From Y.Xu;The Crop Journal.2021
Fig. 1: Trend of Global Climate Change
Abiotic stresses such as drought, high temperature, cold damage and salt damage restrict the normal growth of crops. According to statistics, 60%~80% of crop yield loss is caused by abiotic stress. Under these abiotic stress conditions, crop growth is inhibited, seedling quality is reduced, and serious damage are caused to plnat for its immume of disease, nutritional growth and reproductive growth, which has brought great economic losses to human beings. In particular, extreme weather has become more and more frequent in recent years, which will aggravate the adverse impact of abiotic stress on global agricultural production [1]. Research has found that under the scenarios of high and low emissions, by 2050, under the extreme climate events that occur once every 100 years, 20-36% and 11-33% of the world's population will face hunger respectively. In some affected regions, such as South Asia, the amount of food needed to offset this impact is three times the current food reserves in the region [2]. In 2016, due to the continuous drought caused by El Nino in South Africa, about 14 million people in southern Africa faced the risk of hunger [3]. According to the data released by FAO in 2020, the frequency and time of duration of global drought have increased by 29% compared with that in 2000 [4]. In terms of soil salinization, about 8% of the world's land is threatened by salinization. Most of them are distributed in the natural arid or semi-arid regions of Africa, Asia and Latin America. For 20% to 50% of irrigated soil in all continents, the salinity is too high, which means that more than 1.5 billion people around the world are facing major challenges in food production due to soil degradation [5].

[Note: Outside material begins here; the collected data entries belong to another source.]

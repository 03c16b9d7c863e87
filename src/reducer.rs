use tui_dispatch::DispatchResult;

use crate::action::Action;
use crate::effect::Effect;
use crate::favorites::{FavoriteCandidate, FavoriteEntry, FavoriteId, Favorites};
use crate::state::{AppState, Screen};
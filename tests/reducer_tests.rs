//! Reducer tests driving the store directly: navigation, staleness
//! guards, filter semantics, and favorites mutations.

use tui_dispatch::EffectStore;
use regiodex::{
    action::Action,
    api,
    effect::Effect,
    favorites::{FavoriteEntry, FavoriteId},
    reducer::reducer,
    state::{AppState, CreatureDetail, CreatureSummary, EvolutionNode, Screen},
};

fn summary(id: u32, name: &str) -> CreatureSummary {
    CreatureSummary {
        id,
        name: name.to_string(),
        sprite_url: api::sprite_url(id),
    }
}

fn detail(id: u32, name: &str, chain_url: Option<&str>) -> CreatureDetail {
    CreatureDetail {
        id,
        name: name.to_string(),
        sprite_url: api::sprite_url(id),
        types: vec!["electric".to_string()],
        height: 4,
        weight: 60,
        description: "A creature.".to_string(),
        moves: vec!["thunder-shock".to_string()],
        evolution_chain_url: chain_url.map(str::to_string),
    }
}

fn node(id: u32, name: &str) -> EvolutionNode {
    EvolutionNode {
        id,
        name: name.to_string(),
        sprite_url: api::sprite_url(id),
    }
}

fn catalog_state() -> AppState {
    let mut state = AppState {
        screen: Screen::Catalog,
        region: Some("kanto".to_string()),
        ..AppState::default()
    };
    state.catalog = vec![
        summary(25, "pikachu"),
        summary(26, "raichu"),
        summary(1, "bulbasaur"),
    ];
    state.type_list = vec!["electric".to_string(), "grass".to_string()];
    state.rebuild_filtered();
    state
}

#[test]
fn init_loads_regions_types_and_favorites() {
    let mut store = EffectStore::new(AppState::default(), reducer);

    let result = store.dispatch(Action::Init);
    assert!(result.changed);
    assert_eq!(result.effects.len(), 3);
    assert!(matches!(result.effects[0], Effect::LoadRegions));
    assert!(matches!(result.effects[1], Effect::LoadTypes));
    assert!(matches!(result.effects[2], Effect::LoadFavorites));
}

#[test]
fn region_open_switches_screen_and_fetches_catalog() {
    let mut store = EffectStore::new(AppState::default(), reducer);
    store.dispatch(Action::RegionsDidLoad(api::region_names()));
    store.dispatch(Action::RegionSelect(1));

    let result = store.dispatch(Action::RegionOpen);
    assert_eq!(store.state().screen, Screen::Catalog);
    assert_eq!(store.state().region.as_deref(), Some("johto"));
    assert!(store.state().list_loading);
    assert!(
        matches!(&result.effects[0], Effect::LoadCatalog { region } if region == "johto")
    );
}

#[test]
fn catalog_completion_for_stale_region_is_discarded() {
    let mut store = EffectStore::new(AppState::default(), reducer);
    store.dispatch(Action::RegionsDidLoad(api::region_names()));
    store.dispatch(Action::RegionOpen);

    // The user switched regions before the first fetch resolved.
    store.dispatch(Action::RegionSelect(1));
    store.dispatch(Action::RegionOpen);

    let stale = store.dispatch(Action::CatalogDidLoad {
        region: "kanto".to_string(),
        entries: vec![summary(25, "pikachu")],
    });
    assert!(!stale.changed);
    assert!(store.state().catalog.is_empty());

    let current = store.dispatch(Action::CatalogDidLoad {
        region: "johto".to_string(),
        entries: vec![summary(152, "chikorita")],
    });
    assert!(current.changed);
    assert_eq!(store.state().catalog.len(), 1);
    assert!(!store.state().list_loading);
}

#[test]
fn type_toggle_fetches_members_and_retoggle_clears() {
    let mut store = EffectStore::new(catalog_state(), reducer);

    store.dispatch(Action::TypeCursorMove(1));
    let result = store.dispatch(Action::TypeToggle);
    assert_eq!(store.state().type_filter.as_deref(), Some("electric"));
    assert!(store.state().type_members.is_none());
    assert!(store.state().type_loading);
    assert!(
        matches!(&result.effects[0], Effect::LoadTypeMembers { name } if name == "electric")
    );
    // Members pending: the filter is active but nothing matches yet.
    assert!(store.state().filtered_indices.is_empty());

    let result = store.dispatch(Action::TypeToggle);
    assert!(result.changed);
    assert!(result.effects.is_empty());
    assert!(store.state().type_filter.is_none());
    assert!(store.state().type_members.is_none());
    assert_eq!(store.state().filtered_indices.len(), 3);
}

#[test]
fn type_members_apply_only_for_active_filter() {
    let mut store = EffectStore::new(catalog_state(), reducer);
    store.dispatch(Action::TypeCursorMove(1));
    store.dispatch(Action::TypeToggle);

    let stale = store.dispatch(Action::TypeMembersDidLoad {
        name: "grass".to_string(),
        members: vec!["bulbasaur".to_string()],
    });
    assert!(!stale.changed);
    assert!(store.state().type_members.is_none());

    store.dispatch(Action::TypeMembersDidLoad {
        name: "electric".to_string(),
        members: vec!["pikachu".to_string(), "raichu".to_string()],
    });
    assert!(!store.state().type_loading);
    assert_eq!(store.state().filtered_indices.len(), 2);
}

#[test]
fn search_intersects_with_type_members() {
    let mut store = EffectStore::new(catalog_state(), reducer);
    store.dispatch(Action::TypeCursorMove(1));
    store.dispatch(Action::TypeToggle);
    store.dispatch(Action::TypeMembersDidLoad {
        name: "electric".to_string(),
        members: vec!["pikachu".to_string(), "raichu".to_string()],
    });

    store.dispatch(Action::SearchStart);
    for ch in "pika".chars() {
        store.dispatch(Action::SearchInput(ch));
    }
    store.dispatch(Action::SearchSubmit);

    let state = store.state();
    let names: Vec<_> = state
        .filtered_indices
        .iter()
        .map(|idx| state.catalog[*idx].name.as_str())
        .collect();
    assert_eq!(names, vec!["pikachu"]);
}

#[test]
fn detail_open_and_load_with_evolutions() {
    let mut store = EffectStore::new(catalog_state(), reducer);

    let result = store.dispatch(Action::DetailOpen);
    assert_eq!(store.state().screen, Screen::Detail);
    assert!(store.state().detail_loading);
    assert!(matches!(
        &result.effects[0],
        Effect::LoadDetail { query, .. } if query == "pikachu"
    ));

    let chain = "https://pokeapi.co/api/v2/evolution-chain/10/";
    let result = store.dispatch(Action::DetailDidLoad {
        query: "pikachu".to_string(),
        detail: Some(detail(25, "pikachu", Some(chain))),
    });
    assert!(!store.state().detail_loading);
    assert!(store.state().evolution_loading);
    assert!(matches!(&result.effects[0], Effect::LoadEvolutions { url } if url == chain));

    store.dispatch(Action::EvolutionsDidLoad {
        url: chain.to_string(),
        nodes: vec![node(172, "pichu"), node(25, "pikachu"), node(26, "raichu")],
    });
    assert_eq!(store.state().evolutions.len(), 3);
    // Selection snaps to the creature being shown.
    assert_eq!(store.state().evolution_index, 1);
}

#[test]
fn stale_detail_and_evolution_completions_are_discarded() {
    let mut store = EffectStore::new(catalog_state(), reducer);
    store.dispatch(Action::DetailOpen);

    let stale = store.dispatch(Action::DetailDidLoad {
        query: "raichu".to_string(),
        detail: Some(detail(26, "raichu", None)),
    });
    assert!(!stale.changed);
    assert!(store.state().detail.is_none());

    store.dispatch(Action::DetailDidLoad {
        query: "pikachu".to_string(),
        detail: Some(detail(25, "pikachu", Some("chain-a"))),
    });
    let stale = store.dispatch(Action::EvolutionsDidLoad {
        url: "chain-b".to_string(),
        nodes: vec![node(1, "bulbasaur")],
    });
    assert!(!stale.changed);
    assert!(store.state().evolutions.is_empty());
}

#[test]
fn failed_detail_fetch_sets_message() {
    let mut store = EffectStore::new(catalog_state(), reducer);
    store.dispatch(Action::DetailOpen);

    store.dispatch(Action::DetailDidLoad {
        query: "pikachu".to_string(),
        detail: None,
    });
    assert!(!store.state().detail_loading);
    assert!(store.state().detail.is_none());
    assert_eq!(
        store.state().message.as_deref(),
        Some("No data available for pikachu.")
    );
}

#[test]
fn evolution_open_fetches_the_selected_stage() {
    let mut store = EffectStore::new(catalog_state(), reducer);
    store.dispatch(Action::DetailOpen);
    store.dispatch(Action::DetailDidLoad {
        query: "pikachu".to_string(),
        detail: Some(detail(25, "pikachu", Some("chain"))),
    });
    store.dispatch(Action::EvolutionsDidLoad {
        url: "chain".to_string(),
        nodes: vec![node(172, "pichu"), node(25, "pikachu"), node(26, "raichu")],
    });

    // Opening the stage already on screen is a no-op.
    let same = store.dispatch(Action::EvolutionOpen);
    assert!(!same.changed);

    store.dispatch(Action::EvolutionSelect(2));
    let result = store.dispatch(Action::EvolutionOpen);
    assert_eq!(store.state().detail_query.as_deref(), Some("raichu"));
    assert!(store.state().detail.is_none());
    assert!(store.state().detail_loading);
    assert!(matches!(
        &result.effects[0],
        Effect::LoadDetail { query, .. } if query == "raichu"
    ));
}

#[test]
fn favorite_toggle_from_catalog_persists_both_ways() {
    let mut store = EffectStore::new(catalog_state(), reducer);

    let result = store.dispatch(Action::ToggleFavorite);
    assert_eq!(store.state().favorites.len(), 1);
    assert!(matches!(
        &result.effects[0],
        Effect::PersistFavorites { entries } if entries.len() == 1
    ));
    assert!(store
        .state()
        .favorites
        .is_favorite(&FavoriteId::Number(25)));

    let result = store.dispatch(Action::ToggleFavorite);
    assert!(store.state().favorites.is_empty());
    assert!(matches!(
        &result.effects[0],
        Effect::PersistFavorites { entries } if entries.is_empty()
    ));
}

#[test]
fn favorite_remove_clamps_selection_and_persists() {
    let mut store = EffectStore::new(catalog_state(), reducer);
    store.dispatch(Action::ToggleFavorite);
    store.dispatch(Action::SelectionMove(1));
    store.dispatch(Action::ToggleFavorite);

    store.dispatch(Action::FavoritesOpen);
    assert_eq!(store.state().screen, Screen::Favorites);
    store.dispatch(Action::FavoriteSelect(1));

    let result = store.dispatch(Action::FavoriteRemove);
    assert_eq!(store.state().favorites.len(), 1);
    assert_eq!(store.state().favorites_index, 0);
    assert!(matches!(result.effects[0], Effect::PersistFavorites { .. }));

    // Nothing selected beyond the end once the list is empty again.
    store.dispatch(Action::FavoriteRemove);
    let result = store.dispatch(Action::FavoriteRemove);
    assert!(!result.changed);
}

#[test]
fn favorites_load_dedups_persisted_duplicates() {
    let mut store = EffectStore::new(AppState::default(), reducer);

    let entries = vec![
        FavoriteEntry {
            id: FavoriteId::Number(6),
            name: "charizard".to_string(),
            sprite_url: None,
            types: Vec::new(),
        },
        FavoriteEntry {
            id: FavoriteId::from("6"),
            name: "charizard-dup".to_string(),
            sprite_url: None,
            types: Vec::new(),
        },
    ];
    store.dispatch(Action::FavoritesDidLoad(entries));
    assert!(store.state().favorites_loaded);
    assert_eq!(store.state().favorites.len(), 1);
}

#[test]
fn back_walks_detail_to_origin_and_catalog_to_home() {
    let mut store = EffectStore::new(catalog_state(), reducer);
    store.dispatch(Action::DetailOpen);
    store.dispatch(Action::Back);
    assert_eq!(store.state().screen, Screen::Catalog);
    assert!(store.state().detail_query.is_none());

    store.dispatch(Action::Back);
    assert_eq!(store.state().screen, Screen::Home);
    assert!(store.state().region.is_none());
    assert!(store.state().catalog.is_empty());

    let result = store.dispatch(Action::Back);
    assert!(!result.changed);
}

#[test]
fn back_from_favorites_returns_to_catalog_when_region_open() {
    let mut store = EffectStore::new(catalog_state(), reducer);
    store.dispatch(Action::FavoritesOpen);
    store.dispatch(Action::Back);
    assert_eq!(store.state().screen, Screen::Catalog);
}

#[test]
fn detail_opened_from_favorites_returns_there() {
    let mut store = EffectStore::new(catalog_state(), reducer);
    store.dispatch(Action::ToggleFavorite);
    store.dispatch(Action::FavoritesOpen);

    let result = store.dispatch(Action::FavoriteOpen);
    assert_eq!(store.state().screen, Screen::Detail);
    assert!(matches!(
        &result.effects[0],
        Effect::LoadDetail { query, .. } if query == "25"
    ));

    store.dispatch(Action::Back);
    assert_eq!(store.state().screen, Screen::Favorites);
}
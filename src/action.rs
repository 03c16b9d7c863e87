use serde::{Deserialize, Serialize};

use crate::favorites::FavoriteEntry;
use crate::state::{CreatureDetail, CreatureSummary, EvolutionNode};

/// Completion actions carry the input that triggered the fetch so the
/// reducer can drop results whose trigger is no longer current.
#[derive(tui_dispatch::Action, Clone, Debug, PartialEq, Serialize, Deserialize)]
#[action(infer_categories)]
pub enum Action {
    Init,

    RegionsDidLoad(Vec<String>),
    RegionSelect(usize),
    RegionOpen,

    CatalogDidLoad {
        region: String,
        entries: Vec<CreatureSummary>,
    },
    CatalogSelect(usize),
    SelectionMove(i16),
    SelectionPage(i16),

    TypesDidLoad(Vec<String>),
    TypeCursorMove(i16),
    TypeToggle,
    TypeFilterClear,
    TypeMembersDidLoad {
        name: String,
        members: Vec<String>,
    },

    SearchStart,
    SearchCancel,
    SearchSubmit,
    SearchInput(char),
    SearchBackspace,

    DetailOpen,
    DetailDidLoad {
        query: String,
        detail: Option<CreatureDetail>,
    },
    EvolutionsDidLoad {
        url: String,
        nodes: Vec<EvolutionNode>,
    },
    EvolutionSelect(usize),
    EvolutionOpen,

    ToggleFavorite,
    FavoritesOpen,
    FavoriteSelect(usize),
    FavoriteOpen,
    FavoriteRemove,
    FavoritesDidLoad(Vec<FavoriteEntry>),
    FavoritesDidPersist,
    FavoritesPersistDidError(String),

    Back,
    UiTerminalResize(u16, u16),
    Quit,
}
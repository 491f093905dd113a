//! Pool refresh and user settlement against stored state.
//!
//! Every balance-changing path goes through [`settle_user`] with the balance
//! that was in effect up to `now`, before the change is applied.

use soroban_sdk::{Address, Env, Vec};

use crate::events;
use crate::rewards::UserCheckpoint;
use crate::storage;
use crate::ContractError;

/// Refresh `pool` and fold the user's accrual into their checkpoint.
///
/// Both entries are computed before either is written.
pub fn settle_user(
    env: &Env,
    pool: &Address,
    user: &Address,
    total_supply: i128,
    balance: i128,
    now: u64,
) -> Result<UserCheckpoint, ContractError> {
    let period = storage::get_period(env, pool);
    let mut state = storage::get_accrual(env, pool);
    state.refresh(env, &period, total_supply, now)?;

    let mut checkpoint = storage::get_checkpoint(env, pool, user);
    let accrued = checkpoint.settle(env, &state, balance)?;

    storage::set_accrual(env, pool, &state);
    storage::set_checkpoint(env, pool, user, &checkpoint);

    if accrued > 0 {
        events::publish_rewards_accrued(
            env,
            pool.clone(),
            user.clone(),
            accrued,
            state.reward_per_unit_stored,
        );
    }
    Ok(checkpoint)
}

/// What [`settle_user`] would produce at `now`, without writing anything.
pub fn preview_user(
    env: &Env,
    pool: &Address,
    user: &Address,
    total_supply: i128,
    balance: i128,
    now: u64,
) -> Result<UserCheckpoint, ContractError> {
    let period = storage::get_period(env, pool);
    let mut state = storage::get_accrual(env, pool);
    state.refresh(env, &period, total_supply, now)?;

    let mut checkpoint = storage::get_checkpoint(env, pool, user);
    checkpoint.settle(env, &state, balance)?;
    Ok(checkpoint)
}

/// `pools` with repeated entries dropped, first occurrence wins.
pub fn unique_pools(env: &Env, pools: &Vec<Address>) -> Vec<Address> {
    let mut unique = Vec::new(env);
    for pool in pools.iter() {
        if !unique.contains(&pool) {
            unique.push_back(pool);
        }
    }
    unique
}
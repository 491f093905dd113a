use soroban_sdk::{Env, I256};

use crate::ContractError;

/// Fixed-point scaling factor.
///
/// Reward rates and reward-per-unit values carry 18 decimal places on top of
/// the reward token's own decimals.
pub const SCALE: i128 = 1_000_000_000_000_000_000;

/// `a × b / denominator`, multiplying first and truncating toward zero.
///
/// Every rate and per-unit computation goes through here. The product is
/// taken in 256 bits, so only a quotient that does not fit `i128` errors with
/// `ArithmeticOverflow`.
pub fn mul_div(env: &Env, a: i128, b: i128, denominator: i128) -> Result<i128, ContractError> {
    if denominator <= 0 {
        return Err(ContractError::ArithmeticOverflow);
    }
    I256::from_i128(env, a)
        .mul(&I256::from_i128(env, b))
        .div(&I256::from_i128(env, denominator))
        .to_i128()
        .ok_or(ContractError::ArithmeticOverflow)
}

pub fn add(a: i128, b: i128) -> Result<i128, ContractError> {
    a.checked_add(b).ok_or(ContractError::ArithmeticOverflow)
}

pub fn sub(a: i128, b: i128) -> Result<i128, ContractError> {
    a.checked_sub(b).ok_or(ContractError::ArithmeticOverflow)
}
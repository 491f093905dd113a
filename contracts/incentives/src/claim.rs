use common::interfaces::BalanceOracleClient;
use soroban_sdk::{token, Address, Env, Vec};

use crate::accounting;
use crate::events;
use crate::fixed_point;
use crate::rewards::UserCheckpoint;
use crate::storage;
use crate::ContractError;

/// Settle `user` on every pool in `pools` and pay up to `amount` to `to`.
///
/// Pools are drained in list order, each one fully before the next. Returns
/// the amount paid; claiming with nothing accrued (or `amount == 0`) pays
/// nothing and succeeds.
///
/// The checkpoint decrements and the custody transfer run in the same
/// invocation, so a failing transfer rolls the decrements back with it.
pub fn claim(
    env: &Env,
    user: &Address,
    claimer: &Address,
    pools: &Vec<Address>,
    amount: i128,
    to: &Address,
) -> Result<i128, ContractError> {
    if amount < 0 {
        return Err(ContractError::InvalidInput);
    }
    if amount == 0 {
        return Ok(0);
    }
    let now = env.ledger().timestamp();

    let mut settled: Vec<(Address, UserCheckpoint)> = Vec::new(env);
    let mut unclaimed: i128 = 0;
    for pool in accounting::unique_pools(env, pools).iter() {
        let oracle = BalanceOracleClient::new(env, &pool);
        let checkpoint = accounting::settle_user(
            env,
            &pool,
            user,
            oracle.total_supply(),
            oracle.balance_of(user),
            now,
        )?;
        unclaimed = fixed_point::add(unclaimed, checkpoint.accrued_unclaimed)?;
        settled.push_back((pool, checkpoint));
    }

    let claimable = unclaimed.min(amount);
    if claimable == 0 {
        return Ok(0);
    }

    let mut remaining = claimable;
    for (pool, mut checkpoint) in settled.iter() {
        if remaining == 0 {
            break;
        }
        let taken = checkpoint.take(remaining);
        if taken == 0 {
            continue;
        }
        remaining -= taken;
        storage::set_checkpoint(env, &pool, user, &checkpoint);
        storage::record_pool_claim(env, &pool, taken)?;
    }
    storage::record_claim(env, claimable)?;

    let reward_token = storage::get_reward_token(env)?;
    token::Client::new(env, &reward_token).transfer(
        &env.current_contract_address(),
        to,
        &claimable,
    );

    events::publish_rewards_claimed(env, user.clone(), claimer.clone(), to.clone(), claimable);

    Ok(claimable)
}
// ── Unit tests ──────────────────────────────────────────────────────────────
// Pure-math tests; the environment only hosts 256-bit intermediates.

#[cfg(test)]
mod tests {
    use super::*;

    const DAY: u64 = 86_400;

    fn period(env: &Env, amount: i128, duration: u64, now: u64) -> RewardPeriod {
        RewardPeriod::default().next(env, amount, duration, now).unwrap()
    }

    #[test]
    fn rpu_unchanged_when_no_stakers() {
        let env = Env::default();
        let rpu = compute_reward_per_unit(&env, 500, 100, 60, 0).unwrap();
        assert_eq!(rpu, 500, "RPU must not change when total_supply is zero");
    }

    #[test]
    fn rpu_accumulates_correctly() {
        let env = Env::default();
        // 10 units/s (scaled), 100s, 1_000 staked:
        // Δrpu = 10 × SCALE × 100 / 1_000 = SCALE
        let rpu = compute_reward_per_unit(&env, 0, 10 * SCALE, 100, 1_000).unwrap();
        assert_eq!(rpu, SCALE);
    }

    #[test]
    fn rpu_overflow_is_an_error() {
        let env = Env::default();
        let result = compute_reward_per_unit(&env, i128::MAX - 1, SCALE, 100, 1);
        assert_eq!(result, Err(ContractError::ArithmeticOverflow));
    }

    #[test]
    fn earned_zero_when_no_new_accumulation() {
        let env = Env::default();
        assert_eq!(earned(&env, 500, 100, 100, 50), Ok(50));
    }

    #[test]
    fn earned_proportional_to_stake() {
        let env = Env::default();
        // RPU rose by SCALE since the checkpoint: every staked unit earned one.
        assert_eq!(earned(&env, 1_000, SCALE, 0, 0), Ok(1_000));
        assert_eq!(earned(&env, 250, SCALE, 0, 7), Ok(257));
    }

    #[test]
    fn earned_rejects_checkpoint_ahead_of_accumulator() {
        let env = Env::default();
        assert_eq!(earned(&env, 1, 10, 11, 0), Err(ContractError::StaleSettlement));
    }

    #[test]
    fn earned_handles_large_amounts() {
        let env = Env::default();
        // 10^15 units staked against an accumulated 1_000 reward per unit.
        let large_stake: i128 = 1_000_000_000_000_000;
        let e = earned(&env, large_stake, SCALE * 1_000, 0, 0).unwrap();
        assert_eq!(e, large_stake * 1_000);
    }

    #[test]
    fn new_period_rate_spreads_amount_over_duration() {
        let env = Env::default();
        let p = period(&env, 30_000, 30, 100);
        assert_eq!(p.reward_rate, 1_000 * SCALE);
        assert_eq!(p.period_finish, 130);
        assert_eq!(p.started_at, 100);
        assert!(!p.is_finished(129));
        assert!(p.is_finished(130));
    }

    #[test]
    fn never_started_period_is_finished() {
        assert!(RewardPeriod::default().is_finished(0));
    }

    #[test]
    fn next_period_rejects_bad_parameters() {
        let env = Env::default();
        let p = RewardPeriod::default();
        assert_eq!(p.next(&env, 1_000, 0, 0), Err(ContractError::ZeroDuration));
        assert_eq!(p.next(&env, 0, 10, 0), Err(ContractError::InvalidPeriod));
        assert_eq!(p.next(&env, -5, 10, 0), Err(ContractError::InvalidPeriod));
        assert_eq!(p.next(&env, 1, 10, u64::MAX), Err(ContractError::InvalidPeriod));
        assert_eq!(p.next(&env, i128::MAX, 10, 0), Err(ContractError::RateOverflow));
        // Rounds to a zero rate.
        assert_eq!(p.next(&env, 1, 1 << 62, 0), Err(ContractError::RateOverflow));
    }

    #[test]
    fn large_funding_gets_an_exact_rate() {
        let env = Env::default();
        // 1_000 tokens at 18 decimals: amount × SCALE is 10^39.
        let amount = 1_000 * SCALE;
        let duration = 1_000_000;
        let p = period(&env, amount, duration, 0);
        assert_eq!(p.reward_rate, amount * (SCALE / 1_000_000));
        assert_eq!(p.leftover(&env, duration / 2), Ok(amount / 2));

        // Two stakers split 2:1 over the full period.
        let mut state = AccrualState::default();
        state.refresh(&env, &p, 3 * SCALE, duration).unwrap();
        let first = earned(&env, 2 * SCALE, state.reward_per_unit_stored, 0, 0).unwrap();
        let second = earned(&env, SCALE, state.reward_per_unit_stored, 0, 0).unwrap();
        assert!(first + second <= amount);
        assert!(amount - (first + second) < 10);
        assert!((first - 2 * second).abs() <= 2);

        // Restarting halfway folds the other half in.
        let restarted = p.next(&env, amount, duration, duration / 2).unwrap();
        assert_eq!(restarted.leftover(&env, duration / 2), Ok(amount + amount / 2));
    }

    #[test]
    fn restart_folds_unstreamed_leftover() {
        let env = Env::default();
        // 3_000 over 30s; restart after 10s with another 3_000.
        let first = period(&env, 3_000, 30, 0);
        assert_eq!(first.leftover(&env, 10), Ok(2_000));

        let second = first.next(&env, 3_000, 30, 10).unwrap();
        // (3_000 + 2_000) / 30 per second.
        assert_eq!(second.reward_rate, 5_000 * SCALE / 30);
        assert_eq!(second.period_finish, 40);
    }

    #[test]
    fn restart_after_finish_carries_nothing() {
        let env = Env::default();
        let first = period(&env, 3_000, 30, 0);
        assert_eq!(first.leftover(&env, 45), Ok(0));
        let second = first.next(&env, 3_000, 30, 45).unwrap();
        assert_eq!(second.reward_rate, 100 * SCALE);
    }

    #[test]
    fn refresh_clamps_to_period_finish() {
        let env = Env::default();
        let p = period(&env, 3_000, 30, 0);
        let mut state = AccrualState::default();

        state.refresh(&env, &p, 100, 1_000).unwrap();
        // Only 30s of emission: 3_000 reward over 100 units.
        assert_eq!(state.reward_per_unit_stored, 30 * SCALE);
        assert_eq!(state.last_update_time, 30);

        // Touching again later changes nothing.
        let before = state.clone();
        state.refresh(&env, &p, 100, 5_000).unwrap();
        assert_eq!(state, before);
    }

    #[test]
    fn refresh_with_zero_supply_only_moves_time() {
        let env = Env::default();
        let p = period(&env, 3_000, 30, 0);
        let mut state = AccrualState::default();
        state.refresh(&env, &p, 0, 10).unwrap();
        assert_eq!(state.reward_per_unit_stored, 0);
        assert_eq!(state.last_update_time, 10);

        // The first 10s are gone for good; the remaining 20s accrue.
        state.refresh(&env, &p, 100, 30).unwrap();
        assert_eq!(state.reward_per_unit_stored, 20 * SCALE);
    }

    #[test]
    fn refresh_ignores_gap_before_period_start() {
        let env = Env::default();
        let first = period(&env, 3_000, 30, 0);
        let mut state = AccrualState::default();
        state.refresh(&env, &first, 100, 30).unwrap();

        // Gap of 70s with no period, then a new one starts at 100.
        let second = first.next(&env, 3_000, 30, 100).unwrap();
        state.refresh(&env, &second, 100, 100).unwrap();
        assert_eq!(state.reward_per_unit_stored, 30 * SCALE);
        assert_eq!(state.last_update_time, 100);

        state.refresh(&env, &second, 100, 115).unwrap();
        assert_eq!(state.reward_per_unit_stored, 45 * SCALE);
    }

    #[test]
    fn refresh_rejects_time_going_backwards() {
        let env = Env::default();
        let p = period(&env, 3_000, 30, 0);
        let mut state = AccrualState::default();
        state.refresh(&env, &p, 100, 20).unwrap();
        let before = state.clone();

        assert_eq!(
            state.refresh(&env, &p, 100, 19),
            Err(ContractError::StaleSettlement)
        );
        assert_eq!(state, before, "failed refresh must not write");
    }

    #[test]
    fn settle_is_idempotent_at_a_fixed_state() {
        let env = Env::default();
        let p = period(&env, 30 * DAY as i128, 30 * DAY, 0);
        let mut state = AccrualState::default();
        state.refresh(&env, &p, 10, DAY).unwrap();

        let mut checkpoint = UserCheckpoint::default();
        let first = checkpoint.settle(&env, &state, 4).unwrap();
        assert!(first > 0);
        let snapshot = checkpoint.clone();

        assert_eq!(checkpoint.settle(&env, &state, 4), Ok(0));
        assert_eq!(checkpoint, snapshot);
    }

    #[test]
    fn take_drains_up_to_limit() {
        let mut checkpoint = UserCheckpoint {
            reward_per_unit_paid: 0,
            accrued_unclaimed: 100,
        };
        assert_eq!(checkpoint.take(30), 30);
        assert_eq!(checkpoint.accrued_unclaimed, 70);
        assert_eq!(checkpoint.take(1_000), 70);
        assert_eq!(checkpoint.accrued_unclaimed, 0);
        assert_eq!(checkpoint.take(5), 0);
    }
}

Fig. 2: Medium and long-term development trend of global soil salinity 2031-2060 vs 1961-1990
Due to frequent global extreme weather, the quality of cultivated land has declined sharply, and the growth rate of global grain production is facing a precipitous decline. The world's major food producing areas are the Mississippi Plain in North America, the Laplata Plain in South America, the Niger Plain and Zambezi River Basin in Africa, and the Nile Delta, the Eastern European Plain and Western European Plain, as well as the Indian Plain and Indonesia, and Northeast and North China Plains which are the world's largest food producing areas. Among these regions, Africa, Latin America, the Caribbean and other warmer regions were the most affected, with the growth rate dropping by 26% to 34%. While the growth rate of the United States, the world's largest exporter of agricultural products, also dropped by 5% to 15%. The growth rate of grain production in other regions, such as India and Southeast Asia, has also slowed down to varying degrees [6].
2. New Options For Solving Abiotic Stresses Such As Low Temperature, High Temperature And Drought To Increase Grain Yield
Sustainable, stable and safe food production is imminently need. At present, the world is using plant science to solve the challenges of agriculture after the green revolution, and actively exploring ways to enhance sustainable crop production in the context of climate change.
Ways include those improving crop yield traits, such as fruit/panicle traits and root traits , to improving crop resistance to minimize growth loss, and also include the new methods, such as using techniques of natural genetic variation, genetic engineering and editing, and using beneficial soil or leaf microorganisms to improve the crop or the environment to ensure yield. Among them, improving global crop stress resistance can minimize crop yield loss under abiotic stresses such as floods, droughts, soil salinity and extreme temperatures around the world.
Plant growth regulators are widely used in inducing crops to improve stress resistance, which can alleviate the damage caused by stress to plants and enhance the stress resistance of plants [7]. According to literature reports, treated by 15 mg/L abscisic acid or 900 mg/L paclobutrazol can effectively alleviate salt stress [8] and reduce the damage caused by soil salinization to crops. However, most plant growth regulators have single functions and strict requirements on the use of concentration. In 2021, the world's first industrialized jasmonic acid signal molecule regulator, Coronatine (COR), lauched. The molecular structure of COR is formed by the combination of one molecule of coronamic acid (CMA) and one molecule of coronafacic acid (CFA) through amide bonds, while the molecular structure of coronamic acid is similar to that of jasmonic acid (Figure 3). COR is a structural analog of jasmonic acid (JA). As an environment-friendly biological source plant growth regulator, it can works at very low concentration, and its biological activity is 100~10000 times that of jasmonic acid. Coronatine signaling molecules are involved in the regulation of many physiological processes in plant growth and development, including seed germination under low temperature, stress resistance, disease resistance and yield increase, promotion of fruit color improvement and sugar content increase, and also defoliation, biological weeding, etc.
Under natural conditions such as low temperature, frost and drought, COR can promote the expression of a series of defense genes and the synthesis of defense response components by combining with JA receptor COI1 (COR sensitive 1), regulate the "immune" and "stress" responses of plants, induce plants to produce resistance factors, improve the "resistance" of plants, and reduce the damage of adverse environment to plants [9]. For example, under low temperature conditions, COR can increase the activities of antioxidant enzymes such as SOD, POD and CA in cells, and the content of soluble protein, chlorophyll, soluble sugar and glutathione in the plants to improve the cold resistance of crops. When under salinization stress, COR can increase the content of proline and also abscisic acid in the leaves of crops, and also decrease the content of H2O2.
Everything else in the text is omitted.